Mark, of course, is no help at all. He just drops this story in our laps and moves on. As Wilson says, “Mark’s is a relentless Gospel, which seems not so much to invite to faith as to prove again and again the impossibility of faith.”

So with that happy though on the screen, what am I supposed to do with this passage? Frankly, I don’t know. And maybe I’m not supposed to know. Maybe I’m just supposed to react like the rich, young ruler did. Maybe my face is supposed to fall like his did, and maybe I am to walk sadly away without the answer I had hoped to receive. But maybe I also am supposed to notice that Jesus loved the rich, young ruler, and that he loves me, too. And maybe I’m supposed to cling to that hope in my bewilderment – and also to what the rich, young ruler didn’t hear: that, with God, all things are possible. And maybe, instead of continuing to walk away, as the rich, young ruler apparently did, I am to turn around, come back, lay this ambiguity at Jesus’ feet along with everything else I am able to lay there, and ask him to help me do all that he requires.

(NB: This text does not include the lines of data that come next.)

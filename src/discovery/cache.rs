//! Probe result memoization.
//!
//! Repeated navigation within one session keeps hitting the same handful of
//! hosts, so reachability is probed at most once per `(host, port, secure)`
//! key and memoized for the lifetime of the process. The map is unbounded;
//! the number of distinct hosts visited in a session is small.

// ============================================================================
// Imports
// ============================================================================

use std::time::{Duration, Instant};

use parking_lot::Mutex;
use rustc_hash::FxHashMap;
use tracing::{debug, trace};

use crate::endpoint::Endpoint;

// ============================================================================
// CacheEntry
// ============================================================================

/// A memoized probe result with its storage time.
#[derive(Debug, Clone, Copy)]
struct CacheEntry {
    reachable: bool,
    stored_at: Instant,
}

// ============================================================================
// ProbeCache
// ============================================================================

/// Memo of probe results keyed by [`Endpoint`].
///
/// Stores are first-writer-wins: once a key holds a result it is never
/// overwritten for the run, so a success that arrives after a timeout has
/// already recorded `false` does not flip the entry. Absence of an entry
/// means "not yet probed".
///
/// An optional TTL makes expired entries read as absent (and overwritable),
/// so a control server restarting on a different port is not permanently
/// marked unreachable for the rest of the session.
///
/// # Thread Safety
///
/// Interior mutability behind a [`parking_lot::Mutex`]; safe to share
/// across tasks via `Arc`.
#[derive(Debug)]
pub struct ProbeCache {
    /// Memoized results.
    entries: Mutex<FxHashMap<Endpoint, CacheEntry>>,
    /// Entry lifetime; `None` means entries never expire.
    ttl: Option<Duration>,
}

impl ProbeCache {
    /// Creates a cache whose entries never expire.
    #[must_use]
    pub fn new() -> Self {
        Self {
            entries: Mutex::new(FxHashMap::default()),
            ttl: None,
        }
    }

    /// Creates a cache whose entries expire after `ttl`.
    #[must_use]
    pub fn with_ttl(ttl: Duration) -> Self {
        Self {
            entries: Mutex::new(FxHashMap::default()),
            ttl: Some(ttl),
        }
    }

    /// Looks up the memoized result for an endpoint.
    ///
    /// Returns `None` when the endpoint has not been probed yet or its
    /// entry has expired.
    #[must_use]
    pub fn lookup(&self, endpoint: &Endpoint) -> Option<bool> {
        let entries = self.entries.lock();
        let entry = entries.get(endpoint)?;

        if self.is_expired(entry) {
            trace!(%endpoint, "Cache entry expired");
            return None;
        }

        Some(entry.reachable)
    }

    /// Stores a probe result for an endpoint.
    ///
    /// First-writer-wins: an existing live entry is kept and the new result
    /// discarded. Expired entries are replaced.
    pub fn store(&self, endpoint: &Endpoint, reachable: bool) {
        let mut entries = self.entries.lock();

        if let Some(existing) = entries.get(endpoint)
            && !self.is_expired(existing)
        {
            trace!(%endpoint, existing = existing.reachable, "Probe result already cached");
            return;
        }

        debug!(%endpoint, reachable, "Probe result cached");
        entries.insert(
            endpoint.clone(),
            CacheEntry {
                reachable,
                stored_at: Instant::now(),
            },
        );
    }

    /// Returns the number of live entries.
    #[must_use]
    pub fn len(&self) -> usize {
        let entries = self.entries.lock();
        entries
            .values()
            .filter(|entry| !self.is_expired(entry))
            .count()
    }

    /// Returns `true` if the cache holds no live entries.
    #[inline]
    #[must_use]
    pub fn is_empty(&self) -> bool {
        self.len() == 0
    }

    /// Returns `true` if an entry has outlived the configured TTL.
    fn is_expired(&self, entry: &CacheEntry) -> bool {
        self.ttl
            .is_some_and(|ttl| entry.stored_at.elapsed() >= ttl)
    }
}

impl Default for ProbeCache {
    fn default() -> Self {
        Self::new()
    }
}

// ============================================================================
// Tests
// ============================================================================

At least the rich, young ruler lacked only one thing. I’m afraid I lack many things. This week, at least for a while, I lacked forgiveness. Someone treated me badly, and not in a small way. I was angry, then I calmed down. Then, in a flash, I was angry again. I don’t know about you, but anger is like that for me. It comes in waves. One crashes over me. Then, in the trough after it passes, I think maybe, maybe, it’s over. Then I see another wave rising.

But in the middle of the turmoil, the person who had wronged me came around to try to patch things up. There was no apology per se. This person doesn’t do much apologizing. But the person at least confessed to having acted upon a few misperceptions. In the end, I think the person realized the harm that had been done and felt empathy and maybe remorse, if not all that much responsibility. But somehow, that half-baked outreach was enough for me. My anger vanished, as did my hunger for revenge. I didn’t trust this person before, and I think it would be unwise to begin trusting this person now. We are not, and probably never will be, friends. But at least I no longer … hate this person.

Had you told me back in one of those troughs between waves of anger that eternal life would be mine if only I would forgive this person, my face would have fallen, and I would have gone away sad, because in terms of the right to hate, I had great wealth. But Jesus saw me and loved me. And somehow, with God, all things are possible.